## EXERCISE AIM
Only one stretch of the data below should be repeated: the lines from the line containing "NOT EXISTS idx_edges_target" through the line containing "pub fn to_node(&self)", inclusive, exactly as they are.

## DATA SUPPLIED
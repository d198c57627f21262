//! Python capture adapter
//!
//! Runs the fixed query pack in `queries/python.scm` over each file and turns
//! the matches into [`FileCaptures`].
//!
//! Capture naming convention:
//! - `class.name` / `class.body` → class definition
//! - `function.name` / `function.params` / `function.body` → function definition
//! - `class.parent` → bare base-class identifier
//! - `import.module` → `import X` (aliases dropped)
//! - `import.from_module` / `import.name` → `from X import Y`
//! - `import.wildcard_module` → `from X import *`

use crate::{Error, Result};
use crate::node::{Point, ScopeKind, Span};
use super::framework::{
    fold_import_records, BaseClassCapture, CaptureAdapter, DefinitionCapture, FileCaptures,
    ImportKind, ImportRecordKind, ImportStatement, ModuleRef, PendingImportRecord,
};
use std::collections::{HashMap, HashSet};
use tree_sitter::{Language, Node, Parser, Query, QueryCursor};

/// Python adapter backed by tree-sitter-python
pub struct PythonAdapter {
    language: Language,
    query: Query,
}

impl PythonAdapter {
    /// Create the adapter and compile its query pack
    pub fn new() -> Result<Self> {
        let language: Language = tree_sitter_python::LANGUAGE.into();
        let query_source = include_str!("../../queries/python.scm");
        let query = Query::new(&language, query_source)
            .map_err(|e| Error::Adapter(format!("Query parse error: {}", e)))?;

        Ok(Self { language, query })
    }

    fn text<'a>(node: &Node, source: &'a [u8]) -> &'a str {
        node.utf8_text(source).unwrap_or("")
    }

    fn definition(
        kind: ScopeKind,
        name: &Node,
        body: &Node,
        params: Option<&Node>,
        source: &[u8],
    ) -> Option<DefinitionCapture> {
        let body_span: Span = body.range().into();
        if body_span.is_empty() {
            // Zero-width bodies only come out of error recovery
            tracing::debug!(
                "Skipping {} {} with empty body at byte {}",
                kind,
                Self::text(name, source),
                body_span.start_byte
            );
            return None;
        }

        Some(DefinitionCapture {
            kind,
            name: Self::text(name, source).to_string(),
            name_byte: name.start_byte(),
            body: body_span,
            params: params.map(|p| p.range().into()),
        })
    }
}

impl CaptureAdapter for PythonAdapter {
    fn language_name(&self) -> &str {
        "Python"
    }

    fn file_extensions(&self) -> &[&str] {
        &["py"]
    }

    fn capture(&self, file_id: &str, content: &str) -> Result<FileCaptures> {
        let mut parser = Parser::new();
        parser
            .set_language(&self.language)
            .map_err(|e| Error::Adapter(format!("Failed to set language: {}", e)))?;

        let tree = parser
            .parse(content, None)
            .ok_or_else(|| Error::Parse(format!("Failed to parse {}", file_id)))?;

        let root = tree.root_node();
        let source_bytes = content.as_bytes();
        let file_span = Span::new(0, content.len(), Point::default(), root.end_position().into());
        let mut result = FileCaptures::new(file_id, file_span);

        let mut from_records: Vec<PendingImportRecord> = Vec::new();
        let mut seen_imports: HashSet<(usize, bool)> = HashSet::new();
        let mut seen_bases: HashSet<usize> = HashSet::new();

        let mut cursor = QueryCursor::new();
        let matches = cursor.matches(&self.query, root, source_bytes);
        for query_match in matches {
            let mut captures: HashMap<&str, Node> = HashMap::new();
            for capture in query_match.captures {
                let capture_name = self.query.capture_names()[capture.index as usize];
                captures.insert(capture_name, capture.node);
            }

            if let (Some(name), Some(body)) = (captures.get("class.name"), captures.get("class.body")) {
                if let Some(def) = Self::definition(ScopeKind::Class, name, body, None, source_bytes) {
                    result.definitions.push(def);
                }
            }

            if let (Some(name), Some(body)) = (captures.get("function.name"), captures.get("function.body")) {
                let params = captures.get("function.params");
                if let Some(def) = Self::definition(ScopeKind::Function, name, body, params, source_bytes) {
                    result.definitions.push(def);
                }
            }

            if let Some(parent) = captures.get("class.parent") {
                if seen_bases.insert(parent.start_byte()) {
                    result.base_classes.push(BaseClassCapture {
                        name: Self::text(parent, source_bytes).to_string(),
                        byte: parent.start_byte(),
                    });
                }
            }

            if let Some(module) = captures.get("import.module") {
                if seen_imports.insert((module.start_byte(), false)) {
                    result.imports.push(ImportStatement {
                        module: ModuleRef::parse(Self::text(module, source_bytes)),
                        kind: ImportKind::Module,
                        offset: module.start_byte(),
                    });
                }
            }

            if let (Some(module), Some(name)) = (captures.get("import.from_module"), captures.get("import.name")) {
                from_records.push(PendingImportRecord {
                    kind: ImportRecordKind::File,
                    name: Self::text(module, source_bytes).to_string(),
                    source_byte: module.start_byte(),
                });
                from_records.push(PendingImportRecord {
                    kind: ImportRecordKind::Instance,
                    name: Self::text(name, source_bytes).to_string(),
                    source_byte: name.start_byte(),
                });
            }

            if let Some(module) = captures.get("import.wildcard_module") {
                if seen_imports.insert((module.start_byte(), true)) {
                    result.imports.push(ImportStatement {
                        module: ModuleRef::parse(Self::text(module, source_bytes)),
                        kind: ImportKind::Wildcard,
                        offset: module.start_byte(),
                    });
                }
            }
        }

        result.imports.extend(fold_import_records(from_records));
        result.imports.sort_by_key(|statement| statement.offset);
        result.definitions.sort_by_key(|def| def.body.start_byte);
        result.base_classes.sort_by_key(|base| base.byte);

        Ok(result)
    }
}
use crate::node::ScopeKind;
use owo_colors::Style;
use std::sync::OnceLock;

static THEME: OnceLock<Theme> = OnceLock::new();

#[derive(Debug, Clone)]
pub struct Theme {
    pub header: Style,
    pub success: Style,
    pub error: Style,
    pub warn: Style,
    pub info: Style,
    pub dim: Style,
    pub muted: Style,
    pub script: Style,
    pub class: Style,
    pub function: Style,
}

impl Theme {
    pub fn detect() -> Self {
        if !console::Term::stdout().is_term() {
            return Self::plain();
        }
        Self::colored()
    }

    /// Kind styles follow the node colours written to graph artifacts
    pub fn colored() -> Self {
        Self {
            header: Style::new().cyan().bold(),
            success: Style::new().green().bold(),
            error: Style::new().red().bold(),
            warn: Style::new().yellow().bold(),
            info: Style::new().magenta(),
            dim: Style::new().white().dimmed(),
            muted: Style::new().bright_black(),
            script: Style::new().green(),
            class: Style::new().blue(),
            function: Style::new().truecolor(255, 165, 0),
        }
    }

    pub fn plain() -> Self {
        Self {
            header: Style::new(),
            success: Style::new(),
            error: Style::new(),
            warn: Style::new(),
            info: Style::new(),
            dim: Style::new(),
            muted: Style::new(),
            script: Style::new(),
            class: Style::new(),
            function: Style::new(),
        }
    }

    pub fn kind(&self, kind: ScopeKind) -> Style {
        match kind {
            ScopeKind::Script => self.script.clone(),
            ScopeKind::Class => self.class.clone(),
            ScopeKind::Function => self.function.clone(),
        }
    }
}

pub fn theme() -> &'static Theme {
    THEME.get_or_init(Theme::detect)
}
//! Database schema definitions

/// SQL to create the graph metadata table
pub const CREATE_META_TABLE: &str = r#"
CREATE TABLE IF NOT EXISTS graph_meta (
    key TEXT PRIMARY KEY,
    value TEXT NOT NULL
)
"#;

/// SQL to create the scope_nodes table
pub const CREATE_SCOPE_NODES_TABLE: &str = r#"
CREATE TABLE IF NOT EXISTS scope_nodes (
    path TEXT PRIMARY KEY,
    file TEXT NOT NULL,
    kind TEXT NOT NULL,
    nesting INTEGER NOT NULL,
    color TEXT NOT NULL,
    start_byte INTEGER NOT NULL,
    end_byte INTEGER NOT NULL,
    start_line INTEGER NOT NULL,
    start_col INTEGER NOT NULL,
    end_line INTEGER NOT NULL,
    end_col INTEGER NOT NULL,
    seq INTEGER NOT NULL
)
"#;

/// SQL to create the edges table
pub const CREATE_EDGES_TABLE: &str = r#"
CREATE TABLE IF NOT EXISTS edges (
    id INTEGER PRIMARY KEY AUTOINCREMENT,
    source TEXT NOT NULL,
    target TEXT NOT NULL,
    relation TEXT NOT NULL,
    UNIQUE(source, target, relation)
)
"#;

/// SQL to create indexes
pub const CREATE_INDEXES: &[&str] = &[
    "CREATE INDEX IF NOT EXISTS idx_scope_nodes_file ON scope_nodes(file)",
    "CREATE INDEX IF NOT EXISTS idx_scope_nodes_kind ON scope_nodes(kind)",
    "CREATE INDEX IF NOT EXISTS idx_edges_source ON edges(source)",
    "CREATE INDEX IF NOT EXISTS idx_edges_target ON edges(target)",
    "CREATE INDEX IF NOT EXISTS idx_edges_relation ON edges(relation)",
];

/// All schema creation statements
pub fn all_schema_statements() -> Vec<&'static str> {
    let mut stmts = vec![CREATE_META_TABLE, CREATE_SCOPE_NODES_TABLE, CREATE_EDGES_TABLE];
    stmts.extend(CREATE_INDEXES.iter().copied());
    stmts
}
//! Produced-graph document
//!
//! The JSON form handed to visualization and persistence collaborators.
//! Every node carries `{nesting, color, startByte, endByte, startPoint,
//! endPoint}` and every edge carries `{type}`.

use crate::Result;
use crate::edge::{Edge, RelationKind};
use crate::graph::SemanticGraph;
use crate::node::{Point, ScopeKind, ScopeNode, Span};
use crate::scope_path::ScopePath;
use serde::{Deserialize, Serialize};
use std::path::{Path, PathBuf};

#[derive(Debug, Clone, PartialEq, Serialize, Deserialize)]
pub struct GraphDocument {
    pub repository: String,
    pub directed: bool,
    pub multigraph: bool,
    pub nodes: Vec<NodeRecord>,
    pub edges: Vec<EdgeRecord>,
}

#[derive(Debug, Clone, PartialEq, Serialize, Deserialize)]
#[serde(rename_all = "camelCase")]
pub struct NodeRecord {
    pub id: String,
    pub file: String,
    pub kind: ScopeKind,
    pub nesting: usize,
    pub color: String,
    pub start_byte: usize,
    pub end_byte: usize,
    pub start_point: Point,
    pub end_point: Point,
}

#[derive(Debug, Clone, PartialEq, Serialize, Deserialize)]
pub struct EdgeRecord {
    pub source: String,
    pub target: String,
    #[serde(rename = "type")]
    pub relation: RelationKind,
}

impl From<&ScopeNode> for NodeRecord {
    fn from(node: &ScopeNode) -> Self {
        Self {
            id: node.path.to_path_string(),
            file: node.file().to_string(),
            kind: node.kind,
            nesting: node.nesting,
            color: node.kind.color().to_string(),
            start_byte: node.span.start_byte,
            end_byte: node.span.end_byte,
            start_point: node.span.start_point,
            end_point: node.span.end_point,
        }
    }
}

impl NodeRecord {
    pub fn to_node(&self) -> Result<ScopeNode> {
        let path = ScopePath::from_parts(&self.file, &self.id)?;
        let span = Span::new(self.start_byte, self.end_byte, self.start_point, self.end_point);
        Ok(ScopeNode::new(path, self.kind, self.nesting, span))
    }
}

impl GraphDocument {
    pub fn from_graph(repository: &str, graph: &SemanticGraph) -> Self {
        Self {
            repository: repository.to_string(),
            directed: true,
            multigraph: true,
            nodes: graph.nodes().map(NodeRecord::from).collect(),
            edges: graph
                .edges()
                .iter()
                .map(|edge| EdgeRecord {
                    source: edge.source.to_path_string(),
                    target: edge.target.to_path_string(),
                    relation: edge.relation,
                })
                .collect(),
        }
    }

    /// Rebuild a graph. Edge endpoints are resolved through the node table;
    /// edges naming unknown nodes are dropped.
    pub fn to_graph(&self) -> Result<SemanticGraph> {
        let mut graph = SemanticGraph::new();
        let mut paths = std::collections::HashMap::new();
        for record in &self.nodes {
            let node = record.to_node()?;
            paths.insert(record.id.as_str(), node.path.clone());
            graph.add_node(node);
        }

        for record in &self.edges {
            match (paths.get(record.source.as_str()), paths.get(record.target.as_str())) {
                (Some(source), Some(target)) => {
                    graph.add_edge(Edge::new(source.clone(), target.clone(), record.relation));
                }
                _ => tracing::warn!("Dropping edge {} -> {}: unknown node", record.source, record.target),
            }
        }
        Ok(graph)
    }

    pub fn read(path: &Path) -> Result<Self> {
        let json = std::fs::read_to_string(path)?;
        Ok(serde_json::from_str(&json)?)
    }
}

/// Write `<out_dir>/<repository>.json` and return its path.
pub fn write_json(out_dir: &Path, repository: &str, graph: &SemanticGraph) -> Result<PathBuf> {
    std::fs::create_dir_all(out_dir)?;
    let path = out_dir.join(format!("{}.json", repository));
    let document = GraphDocument::from_graph(repository, graph);
    std::fs::write(&path, serde_json::to_string_pretty(&document)?)?;
    tracing::info!("Wrote {}", path.display());
    Ok(path)
}

#[cfg(test)]
mod tests {
    use super::*;

    fn sample() -> SemanticGraph {
        let mut graph = SemanticGraph::new();
        let script = ScopePath::script("pkg/m.py");
        let class = script.child("Base");
        graph.add_node(ScopeNode::script("pkg/m.py", Span::new(0, 40, Point::new(0, 0), Point::new(3, 0))));
        graph.add_node(ScopeNode::new(
            class.clone(),
            ScopeKind::Class,
            1,
            Span::new(16, 40, Point::new(1, 4), Point::new(2, 12)),
        ));
        graph.add_edge(Edge::structural(script, class));
        graph
    }

    #[test]
    fn test_document_attributes() {
        let document = GraphDocument::from_graph("demo", &sample());
        let json = serde_json::to_value(&document).unwrap();

        let class = &json["nodes"][1];
        assert_eq!(class["id"], "pkg/m.py/Base");
        assert_eq!(class["color"], "blue");
        assert_eq!(class["nesting"], 1);
        assert_eq!(class["startByte"], 16);
        assert_eq!(class["endPoint"]["line"], 2);
        assert_eq!(json["nodes"][0]["color"], "green");
        assert_eq!(json["edges"][0]["type"], "Encapsulation");
    }

    #[test]
    fn test_write_and_reload() {
        let dir = tempfile::tempdir().unwrap();
        let path = write_json(dir.path(), "demo", &sample()).unwrap();
        assert!(path.ends_with("demo.json"));

        let graph = GraphDocument::read(&path).unwrap().to_graph().unwrap();
        let base = ScopePath::script("pkg/m.py").child("Base");
        assert_eq!(graph.node_count(), 2);
        assert_eq!(graph.get_node(&base).unwrap().span.start_point, Point::new(1, 4));
        assert!(graph.has_edge(&ScopePath::script("pkg/m.py"), &base, RelationKind::Encapsulation));
    }
}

## REPLY TO THE TASK
    "CREATE INDEX IF NOT EXISTS idx_edges_target ON edges(target)",
    "CREATE INDEX IF NOT EXISTS idx_edges_relation ON edges(relation)",
];

/// All schema creation statements
pub fn all_schema_statements() -> Vec<&'static str> {
    let mut stmts = vec![CREATE_META_TABLE, CREATE_SCOPE_NODES_TABLE, CREATE_EDGES_TABLE];
    stmts.extend(CREATE_INDEXES.iter().copied());
    stmts
}
//! Produced-graph document
//!
//! The JSON form handed to visualization and persistence collaborators.
//! Every node carries `{nesting, color, startByte, endByte, startPoint,
//! endPoint}` and every edge carries `{type}`.

use crate::Result;
use crate::edge::{Edge, RelationKind};
use crate::graph::SemanticGraph;
use crate::node::{Point, ScopeKind, ScopeNode, Span};
use crate::scope_path::ScopePath;
use serde::{Deserialize, Serialize};
use std::path::{Path, PathBuf};

#[derive(Debug, Clone, PartialEq, Serialize, Deserialize)]
pub struct GraphDocument {
    pub repository: String,
    pub directed: bool,
    pub multigraph: bool,
    pub nodes: Vec<NodeRecord>,
    pub edges: Vec<EdgeRecord>,
}

#[derive(Debug, Clone, PartialEq, Serialize, Deserialize)]
#[serde(rename_all = "camelCase")]
pub struct NodeRecord {
    pub id: String,
    pub file: String,
    pub kind: ScopeKind,
    pub nesting: usize,
    pub color: String,
    pub start_byte: usize,
    pub end_byte: usize,
    pub start_point: Point,
    pub end_point: Point,
}

#[derive(Debug, Clone, PartialEq, Serialize, Deserialize)]
pub struct EdgeRecord {
    pub source: String,
    pub target: String,
    #[serde(rename = "type")]
    pub relation: RelationKind,
}

impl From<&ScopeNode> for NodeRecord {
    fn from(node: &ScopeNode) -> Self {
        Self {
            id: node.path.to_path_string(),
            file: node.file().to_string(),
            kind: node.kind,
            nesting: node.nesting,
            color: node.kind.color().to_string(),
            start_byte: node.span.start_byte,
            end_byte: node.span.end_byte,
            start_point: node.span.start_point,
            end_point: node.span.end_point,
        }
    }
}

impl NodeRecord {
    pub fn to_node(&self) -> Result<ScopeNode> {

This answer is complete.